Although homomeric channels assembled from the alpha9 nicotinic acetylcholine receptor (nAChR) subunit are functional in vitro, electrophysiological, anatomical, and molecular data suggest that native cholinergic olivocochlear function is mediated via heteromeric nAChRs composed of both alpha9 and alpha10 subunits. To gain insight into alpha10 subunit function in vivo, we examined olivo cochlear innervation and function in alpha10 null-mutant mice. Electrophysiological recordings from postnatal (P) days P8-9 inner hair cells revealed ACh-gated currents in alpha10(+/+) and alpha10(+/-) mice, with no detectable responses to ACh in alpha10(-/-) mice.
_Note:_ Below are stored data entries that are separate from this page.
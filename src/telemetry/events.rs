//! Core telemetry event types describing diagnostics data exposed to
//! CLI/HTTP surfaces.

use serde::{Deserialize, Serialize};

use crate::audio::TriggerRejection;
use crate::gesture::StrumDirection;
use crate::landmarks::Handedness;
use crate::recognition::ConnectionState;

/// Diagnostic error codes surfaced via telemetry metrics.
#[derive(Debug, Clone, Copy, Serialize, Deserialize, PartialEq, Eq)]
#[serde(rename_all = "snake_case")]
pub enum DiagnosticError {
    FixtureLoad,
    AudioBackend,
    QueueBackpressure,
}

/// Metric events covering frame latency, gestures, recognition and voices.
#[derive(Debug, Clone, Serialize, Deserialize, PartialEq)]
#[serde(tag = "type", content = "payload", rename_all = "snake_case")]
pub enum MetricEvent {
    FrameLatency {
        avg_ms: f32,
        max_ms: f32,
        sample_count: usize,
    },
    Strum {
        string_index: usize,
        velocity: f32,
        direction: StrumDirection,
    },
    Recognition {
        chord_id: String,
        confidence: f32,
        frame_timestamp_ms: f64,
    },
    Connectivity {
        state: ConnectionState,
    },
    Correction {
        active: bool,
        chord_id: Option<String>,
    },
    VoiceRejected {
        string_index: usize,
        reason: TriggerRejection,
    },
    InputRejected {
        hand: Handedness,
        code: i32,
    },
    QueueOccupancy {
        channel: String,
        percent: f32,
    },
    Error {
        code: DiagnosticError,
        context: String,
    },
}
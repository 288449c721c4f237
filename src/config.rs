//! Configuration management for dynamic parameter tuning
//!
//! This module provides runtime configuration loading from JSON files,
//! enabling fast iteration without recompilation. Thresholds for strum
//! detection, recognizer cadence, arbitration and voice shaping can all be
//! adjusted via the config file.

use serde::{Deserialize, Serialize};
use std::fs;
use std::path::Path;

use crate::landmarks::Handedness;

/// Complete application configuration
#[derive(Debug, Clone, Default, Serialize, Deserialize)]
#[serde(default)]
pub struct AppConfig {
    pub hands: HandsConfig,
    pub normalizer: NormalizerConfig,
    pub gesture: GestureConfig,
    pub recognition: RecognitionConfig,
    pub arbitration: ArbitrationConfig,
    pub voice: VoiceConfig,
    pub audio: AudioConfig,
}

/// Which tracked hand strums and which one frets
#[derive(Debug, Clone, Serialize, Deserialize)]
#[serde(default)]
pub struct HandsConfig {
    /// Hand whose fingertip trajectory drives strum detection
    pub strumming_hand: Handedness,
}

impl Default for HandsConfig {
    fn default() -> Self {
        Self {
            strumming_hand: Handedness::Right,
        }
    }
}

impl HandsConfig {
    pub fn fretting_hand(&self) -> Handedness {
        self.strumming_hand.other()
    }
}

/// Landmark normalization and smoothing parameters
#[derive(Debug, Clone, Serialize, Deserialize)]
#[serde(default)]
pub struct NormalizerConfig {
    /// EMA weight of the newest sample
    pub smoothing_alpha: f32,
    /// Substitute scale when the palm width is degenerate
    pub min_scale: f32,
}

impl Default for NormalizerConfig {
    fn default() -> Self {
        Self {
            smoothing_alpha: 0.3,
            min_scale: 1e-3,
        }
    }
}

/// Strum detection parameters
#[derive(Debug, Clone, Serialize, Deserialize)]
#[serde(default)]
pub struct GestureConfig {
    /// Fingertip speed (image units per second) that starts a strum
    pub speed_threshold: f32,
    /// Speed mapped to full velocity
    pub max_speed: f32,
    /// Minimum interval between two strum events
    pub debounce_ms: f64,
}

impl Default for GestureConfig {
    fn default() -> Self {
        Self {
            speed_threshold: 0.15,
            max_speed: 3.0,
            debounce_ms: 50.0,
        }
    }
}

/// Remote recognizer connection parameters
#[derive(Debug, Clone, Serialize, Deserialize)]
#[serde(default)]
pub struct RecognitionConfig {
    /// Disable to run geometric-only without a recognizer
    pub enabled: bool,
    /// WebSocket endpoint of the recognizer
    pub url: String,
    /// Minimum interval between published fretting-hand vectors
    pub publish_interval_ms: f64,
    /// Per-request response timeout
    pub request_timeout_ms: u64,
    /// First reconnect delay, doubled per attempt
    pub backoff_base_ms: u64,
    /// Upper bound on the reconnect delay
    pub backoff_max_ms: u64,
    /// Reconnect attempts before going offline
    pub max_reconnect_attempts: u32,
    /// Random spread applied to each delay (fraction of the delay)
    pub backoff_jitter: f64,
    /// Probe interval while offline
    pub offline_probe_interval_ms: u64,
    /// Maximum age of a result before it is ignored
    pub staleness_window_ms: f64,
}

impl Default for RecognitionConfig {
    fn default() -> Self {
        Self {
            enabled: true,
            url: "ws://127.0.0.1:8000/ws/inference".to_string(),
            publish_interval_ms: 200.0,
            request_timeout_ms: 1000,
            backoff_base_ms: 250,
            backoff_max_ms: 8000,
            max_reconnect_attempts: 6,
            backoff_jitter: 0.1,
            offline_probe_interval_ms: 15_000,
            staleness_window_ms: 500.0,
        }
    }
}

/// Fingering arbitration thresholds
#[derive(Debug, Clone, Serialize, Deserialize)]
#[serde(default)]
pub struct ArbitrationConfig {
    /// Confidence at or above which the recognizer fingering is used
    pub confidence_threshold: f32,
    /// Confidence below which the presentation layer is warned
    pub low_confidence_threshold: f32,
    /// Catalog chord used as geometric fingering (open strings when unset)
    pub fallback_chord: Option<String>,
}

impl Default for ArbitrationConfig {
    fn default() -> Self {
        Self {
            confidence_threshold: 0.85,
            low_confidence_threshold: 0.40,
            fallback_chord: None,
        }
    }
}

/// Voice gain and envelope shaping
#[derive(Debug, Clone, Serialize, Deserialize)]
#[serde(default)]
pub struct VoiceConfig {
    pub min_gain: f32,
    pub max_gain: f32,
    /// Velocity curve exponent (< 1 lifts soft strums)
    pub velocity_gamma: f32,
    pub master_volume: f32,
    /// Minimum interval between two triggers of the same string
    pub debounce_ms: f64,
    /// Time a note rings before automatic release
    pub sustain_ms: f64,
    /// Onset offset between consecutive strings of a strum
    pub strum_stagger_ms: f64,
    pub attack_ms: f32,
    pub decay_ms: f32,
    pub sustain_level: f32,
    pub release_ms: f32,
}

impl Default for VoiceConfig {
    fn default() -> Self {
        Self {
            min_gain: 0.15,
            max_gain: 0.9,
            velocity_gamma: 0.9,
            master_volume: 0.8,
            debounce_ms: 50.0,
            sustain_ms: 1200.0,
            strum_stagger_ms: 15.0,
            attack_ms: 5.0,
            decay_ms: 120.0,
            sustain_level: 0.6,
            release_ms: 250.0,
        }
    }
}

/// Audio output configuration
#[derive(Debug, Clone, Serialize, Deserialize)]
#[serde(default)]
pub struct AudioConfig {
    /// Sample rate used when the device does not dictate one
    pub sample_rate: u32,
    /// Capacity of the lock-free voice command queue
    pub command_queue_capacity: usize,
}

impl Default for AudioConfig {
    fn default() -> Self {
        Self {
            sample_rate: 48_000,
            command_queue_capacity: 256,
        }
    }
}

impl AppConfig {
    /// Load configuration from JSON file
    ///
    /// # Arguments
    /// * `path` - Path to JSON config file
    ///
    /// # Returns
    /// The loaded configuration, or the defaults when the file is missing or
    /// its JSON is invalid.
    pub fn load_from_file<P: AsRef<Path>>(path: P) -> Self {
        match fs::read_to_string(&path) {
            Ok(contents) => match serde_json::from_str(&contents) {
                Ok(config) => {
                    log::info!("[Config] Loaded configuration from {:?}", path.as_ref());
                    config
                }
                Err(err) => {
                    log::warn!(
                        "[Config] Failed to parse JSON from {:?}: {}. Using defaults.",
                        path.as_ref(),
                        err
                    );
                    Self::default()
                }
            },
            Err(err) => {
                log::warn!(
                    "[Config] Failed to read config file {:?}: {}. Using defaults.",
                    path.as_ref(),
                    err
                );
                Self::default()
            }
        }
    }

    /// Load configuration from the default asset location
    pub fn load() -> Self {
        Self::load_from_file("assets/air_guitar.json")
    }
}
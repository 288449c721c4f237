//! Arbitrator - reconciles geometric and recognizer fingerings
//!
//! A pure decision over the latest recognition result, the geometric
//! fallback and the configured thresholds. Calling it twice with the same
//! inputs yields the same outcome, so the orchestrator may call it every
//! tick and again right before rendering a strum.

use serde::Serialize;

use crate::config::ArbitrationConfig;
use crate::fingering::{chord_shape, FingeringMap};
use crate::recognition::RecognitionResult;

/// Where the active fingering came from
#[derive(Debug, Clone, Copy, PartialEq, Eq, Serialize)]
#[serde(rename_all = "snake_case")]
pub enum FingeringSource {
    Geometric,
    Recognizer,
}

/// The single fingering used for the next strum
#[derive(Debug, Clone, PartialEq, Serialize)]
pub struct ArbitrationOutcome {
    pub fingering: FingeringMap,
    pub correction_active: bool,
    pub source: FingeringSource,
    /// Recognized chord, when correction is active
    pub chord_id: Option<String>,
    /// Confidence of the fresh result considered, if any
    pub confidence: Option<f32>,
    /// Advisory only; never changes the fingering
    pub low_confidence_warning: bool,
}

impl ArbitrationOutcome {
    pub fn geometric(fingering: FingeringMap) -> Self {
        Self {
            fingering,
            correction_active: false,
            source: FingeringSource::Geometric,
            chord_id: None,
            confidence: None,
            low_confidence_warning: false,
        }
    }
}

/// Rule-based fingering used whenever no confident suggestion exists
#[derive(Debug, Clone, Copy, PartialEq)]
pub struct GeometricFallback {
    fingering: FingeringMap,
}

impl GeometricFallback {
    pub fn new(fingering: FingeringMap) -> Self {
        Self { fingering }
    }

    /// Catalog shape named by `fallback_chord`, open strings otherwise
    pub fn from_config(config: &ArbitrationConfig) -> Self {
        let fingering = match config.fallback_chord.as_deref() {
            Some(id) => match chord_shape(id) {
                Some(shape) => shape.fingering,
                None => {
                    tracing::warn!(
                        "[Arbitrator] Unknown fallback chord {:?}, using open strings",
                        id
                    );
                    FingeringMap::open()
                }
            },
            None => FingeringMap::open(),
        };
        Self { fingering }
    }

    pub fn fingering(&self) -> FingeringMap {
        self.fingering
    }
}

impl Default for GeometricFallback {
    fn default() -> Self {
        Self::new(FingeringMap::open())
    }
}

/// Confidence-gated fingering selection
#[derive(Debug, Clone)]
pub struct Arbitrator {
    confidence_threshold: f32,
    low_confidence_threshold: f32,
    staleness_window_ms: f64,
}

impl Arbitrator {
    pub fn new(config: &ArbitrationConfig, staleness_window_ms: f64) -> Self {
        Self {
            confidence_threshold: config.confidence_threshold,
            low_confidence_threshold: config.low_confidence_threshold,
            staleness_window_ms,
        }
    }

    pub fn confidence_threshold(&self) -> f32 {
        self.confidence_threshold
    }

    /// Decide the active fingering at frame time `now_ms`.
    pub fn arbitrate(
        &self,
        latest: Option<&RecognitionResult>,
        geometric: FingeringMap,
        now_ms: f64,
    ) -> ArbitrationOutcome {
        let Some(result) = latest.filter(|r| r.is_fresh(now_ms, self.staleness_window_ms)) else {
            return ArbitrationOutcome::geometric(geometric);
        };

        let low_confidence_warning = result.confidence < self.low_confidence_threshold;

        if result.confidence >= self.confidence_threshold {
            ArbitrationOutcome {
                fingering: suggested_fingering(result),
                correction_active: true,
                source: FingeringSource::Recognizer,
                chord_id: Some(result.chord_id.clone()),
                confidence: Some(result.confidence),
                low_confidence_warning,
            }
        } else {
            ArbitrationOutcome {
                confidence: Some(result.confidence),
                low_confidence_warning,
                ..ArbitrationOutcome::geometric(geometric)
            }
        }
    }
}

impl Default for Arbitrator {
    fn default() -> Self {
        Self::new(&ArbitrationConfig::default(), 500.0)
    }
}

/// Recognizer fingering, preferring a full set of MIDI override notes.
pub fn suggested_fingering(result: &RecognitionResult) -> FingeringMap {
    result
        .override_notes
        .as_deref()
        .and_then(FingeringMap::from_midi_notes)
        .unwrap_or(result.fingering)
}
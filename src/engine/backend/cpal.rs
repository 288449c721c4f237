//! CPAL-based audio backend for desktop platforms (Linux, macOS, Windows)
//!
//! A thin adapter from the orchestrator's [`AudioBackend`] trait onto
//! [`AudioOutputEngine`], which owns the stream and the command queue.

use crate::audio::{AudioOutputEngine, EnvelopeParams, VoiceCommand};
use crate::config::{AudioConfig, VoiceConfig};
use crate::error::AudioError;

use super::AudioBackend;

/// CPAL-based audio backend that delegates to AudioOutputEngine
pub struct CpalBackend {
    engine: AudioOutputEngine,
}

impl CpalBackend {
    /// Create a new CPAL backend
    pub fn new(audio_config: &AudioConfig, voice_config: &VoiceConfig) -> Self {
        Self {
            engine: AudioOutputEngine::new(audio_config, EnvelopeParams::from_config(voice_config)),
        }
    }

    pub fn sample_rate(&self) -> u32 {
        self.engine.sample_rate()
    }

    pub fn dropped_commands(&self) -> u64 {
        self.engine.dropped_commands()
    }
}

impl AudioBackend for CpalBackend {
    fn start(&mut self) -> Result<(), AudioError> {
        self.engine.start()
    }

    fn stop(&mut self) -> Result<(), AudioError> {
        self.engine.stop()
    }

    fn submit(&mut self, command: VoiceCommand, _at_ms: f64) -> Result<(), AudioError> {
        self.engine.push(command)
    }

    fn is_running(&self) -> bool {
        self.engine.is_running()
    }

    fn name(&self) -> &'static str {
        "cpal"
    }

    fn queue_occupancy_percent(&self) -> Option<f32> {
        self.engine
            .is_running()
            .then(|| self.engine.queue_occupancy_percent())
    }
}
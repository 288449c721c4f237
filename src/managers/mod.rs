// Managers Module
//
// - BroadcastChannelManager: Tokio broadcast channels feeding the presentation layer

pub mod broadcast_manager;

pub use broadcast_manager::BroadcastChannelManager;
// Air Guitar Core - gesture-to-audio pipeline
// Hand landmarks in, plucked-string voices out, with a remote chord
// recognizer correcting the fingering when it is confident.

// Module declarations
pub mod arbitration;
pub mod audio;
pub mod config;
pub mod engine;
pub mod error;
pub mod fingering;
pub mod fixtures;
pub mod gesture;
pub mod http;
pub mod landmarks;
pub mod managers;
pub mod recognition;
pub mod telemetry;

// Re-exports for convenience
pub use config::AppConfig;
pub use engine::{FrameOrchestrator, FrameReport, PresentationSnapshot};
pub use error::{AudioError, ErrorCode, InputError, RecognitionError};

/// Install the crate's tracing subscriber.
///
/// `verbosity` follows the CLI `-v` count: 0 = info, 1 = debug, 2+ = trace.
/// `RUST_LOG`-style filtering is not wired in; calling twice is harmless.
pub fn init_logging(verbosity: u8) {
    let level = match verbosity {
        0 => tracing::Level::INFO,
        1 => tracing::Level::DEBUG,
        _ => tracing::Level::TRACE,
    };
    let _ = tracing_subscriber::fmt()
        .with_max_level(level)
        .with_target(false)
        .with_writer(std::io::stderr)
        .try_init();
}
In contrast, a proportion of alpha10(-/-) outer hair cells showed small ACh-evoked currents. In alpha10(-/-) mutant mice, olivocochlear fiber stimulation failed to suppress distortion products, suggesting that the residual alpha9 homomeric nAChRs expressed by outer hair cells are unable to transduce efferent signals in vivo. Finally, alpha10(-/-) mice exhibit both an abnormal olivocochlear morphology and innervation to outer hair cells and a highly disorganized efferent innervation to the inner hair cell region. Our results demonstrate that alpha9(-/-) and alpha10(-/-) mice have overlapping but nonidentical phenotypes. Moreover, alpha10 nAChR subunits are required for normal olivocochlear activity because alpha9 homomeric nAChRs do not support maintenance of normal olivocochlear innervation or function in alpha10(-/-) mutant mice.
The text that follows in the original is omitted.